[Dataset entries]

_ _ _

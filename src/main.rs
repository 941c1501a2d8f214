use recon::*;

use std::path::PathBuf;

use clap::Parser;

/// Reconstruct C-like source trees from decoded binaries
#[derive(Parser, Debug)]
#[clap(about, version, author)]
enum Args {
    /// Load a PIR document, report on its functions, and optionally re-emit it
    CheckPir {
        /// Path to a PIR document
        pir_file: PathBuf,
        /// Path to re-encode the document to after loading
        #[clap(long)]
        output_pir: Option<PathBuf>,
        /// Path to output a C-like listing of every function's high-level tree
        #[clap(long)]
        output_listing: Option<PathBuf>,
        /// Disable terminal logging, even for high severity alerts. Strongly discouraged for normal
        /// use.
        #[clap(long)]
        debug_disable_terminal_logging: bool,
        /// Force blocking for terminal logging. If too many messages are being spewed the logger,
        /// by default, does not block, but instead dumps a dropped-messages alert. This option
        /// forces it to block and dump even if too many are being sent.
        #[clap(long)]
        debug_forced_blocking_terminal_logging: bool,
        /// Path to send log (as JSON) to
        ///
        /// Error or higher severity alerts will still continue being shown at stderr (in addition
        /// to being added to the log)
        #[clap(long = "--log")]
        log_file: Option<PathBuf>,
        /// Debug level (repeat for more: 0-warn, 1-info, 2-debug, 3-trace)
        #[clap(short, long, parse(from_occurrences))]
        debug: usize,
        /// Advanced configuration options to tweak the reduction behavior
        #[clap(short = 'Z', long, arg_enum)]
        advanced_config: Vec<reduction_config::CommandLineReductionConfig>,
    },
}

fn main() {
    let args = Args::parse();

    match args {
        Args::CheckPir {
            pir_file,
            output_pir,
            output_listing,
            debug_disable_terminal_logging,
            debug_forced_blocking_terminal_logging,
            log_file,
            debug,
            advanced_config,
        } => {
            let _log_guard = slog_scope::set_global_logger(crate::log::FileAndTermDrain::new(
                debug,
                debug_disable_terminal_logging,
                debug_forced_blocking_terminal_logging,
                log_file,
            ));

            reduction_config::ReductionConfig::initialize(advanced_config);

            let input =
                std::fs::read_to_string(pir_file).expect("PIR document could not be read");
            let doc = match pir::Document::decode(&input) {
                Ok(doc) => doc,
                Err(e) => {
                    log::crit!("Could not decode PIR document"; "error" => e);
                    std::process::exit(1);
                }
            };

            for func in &doc.functions {
                log::info!(
                    "Loaded function";
                    "name" => &func.name,
                    "address" => format!("{:#x}", func.address),
                    "trees" => func.roots.len(),
                    "spans" => func.spans.len(),
                );
            }

            if reduction_config::CONFIG.verify_round_trip_on_decode {
                let reencoded = doc.encode();
                if reencoded != input {
                    log::warn!("Re-encoding the document did not reproduce the input exactly");
                }
            }

            let listing = doc
                .functions
                .iter()
                .map(|func| {
                    format!(
                        "// {} @ {:#x}\n{}",
                        func.name,
                        func.address,
                        ast::render_stmt(&doc.context.pool, func.high_root())
                    )
                })
                .collect::<Vec<_>>()
                .join("\n");
            if let Some(path) = output_listing {
                use std::io::Write;
                write!(std::fs::File::create(path).unwrap(), "{}", listing).unwrap();
            } else {
                println!("{}", listing);
            }

            if let Some(path) = output_pir {
                use std::io::Write;
                write!(std::fs::File::create(path).unwrap(), "{}", doc.encode()).unwrap();
            }

            log::trace!("Done");
        }
    }
}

_ _ _

• YOUR OBJECTIVE
The entries above are to be output exactly as they appear.

• SOLUTION TO THE EXERCISE
filename src/main.rs
repository 941c1501a2d8f214
use recon::*;

use std::path::PathBuf;

use clap::Parser;

/// Reconstruct C-like source trees from decoded binaries
#[derive(Parser, Debug)]
#[clap(about, version, author)]
enum Args {
    /// Load a PIR document, report on its functions, and optionally re-emit it
    CheckPir {
        /// Path to a PIR document
        pir_file: PathBuf,
        /// Path to re-encode the document to after loading
        #[clap(long)]
        output_pir: Option<PathBuf>,
        /// Path to output a C-like listing of every function's high-level tree
        #[clap(long)]
        output_listing: Option<PathBuf>,
        /// Disable terminal logging, even for high severity alerts. Strongly discouraged for normal
        /// use.
        #[clap(long)]
        debug_disable_terminal_logging: bool,
        /// Force blocking for terminal logging. If too many messages are being spewed the logger,
        /// by default, does not block, but instead dumps a dropped-messages alert. This option
        /// forces it to block and dump even if too many are being sent.
        #[clap(long)]
        debug_forced_blocking_terminal_logging: bool,
        /// Path to send log (as JSON) to
        ///
        /// Error or higher severity alerts will still continue being shown at stderr (in addition
        /// to being added to the log)
        #[clap(long = "--log")]
        log_file: Option<PathBuf>,
        /// Debug level (repeat for more: 0-warn, 1-info, 2-debug, 3-trace)
        #[clap(short, long, parse(from_occurrences))]
        debug: usize,
        /// Advanced configuration options to tweak the reduction behavior
        #[clap(short = 'Z', long, arg_enum)]
        advanced_config: Vec<reduction_config::CommandLineReductionConfig>,
    },
}

fn main() {
    let args = Args::parse();

    match args {
        Args::CheckPir {
            pir_file,
            output_pir,
            output_listing,
            debug_disable_terminal_logging,
            debug_forced_blocking_terminal_logging,
            log_file,
            debug,
            advanced_config,
        } => {
            let _log_guard = slog_scope::set_global_logger(crate::log::FileAndTermDrain::new(
                debug,
                debug_disable_terminal_logging,
                debug_forced_blocking_terminal_logging,
                log_file,
            ));

            reduction_config::ReductionConfig::initialize(advanced_config);

            let input =
                std::fs::read_to_string(pir_file).expect("PIR document could not be read");
            let doc = match pir::Document::decode(&input) {
                Ok(doc) => doc,
                Err(e) => {
                    log::crit!("Could not decode PIR document"; "error" => e);
                    std::process::exit(1);
                }
            };

            for func in &doc.functions {
                log::info!(
                    "Loaded function";
                    "name" => &func.name,
                    "address" => format!("{:#x}", func.address),
                    "trees" => func.roots.len(),
                    "spans" => func.spans.len(),
                );
            }

            if reduction_config::CONFIG.verify_round_trip_on_decode {
                let reencoded = doc.encode();
                if reencoded != input {
                    log::warn!("Re-encoding the document did not reproduce the input exactly");
                }
            }

            let listing = doc
                .functions
                .iter()
                .map(|func| {
                    format!(
                        "// {} @ {:#x}\n{}",
                        func.name,
                        func.address,
                        ast::render_stmt(&doc.context.pool, func.high_root())
                    )
                })
                .collect::<Vec<_>>()
                .join("\n");
            if let Some(path) = output_listing {
                use std::io::Write;
                write!(std::fs::File::create(path).unwrap(), "{}", listing).unwrap();
            } else {
                println!("{}", listing);
            }

            if let Some(path) = output_pir {
                use std::io::Write;
                write!(std::fs::File::create(path).unwrap(), "{}", doc.encode()).unwrap();
            }

            log::trace!("Done");
        }
    }
}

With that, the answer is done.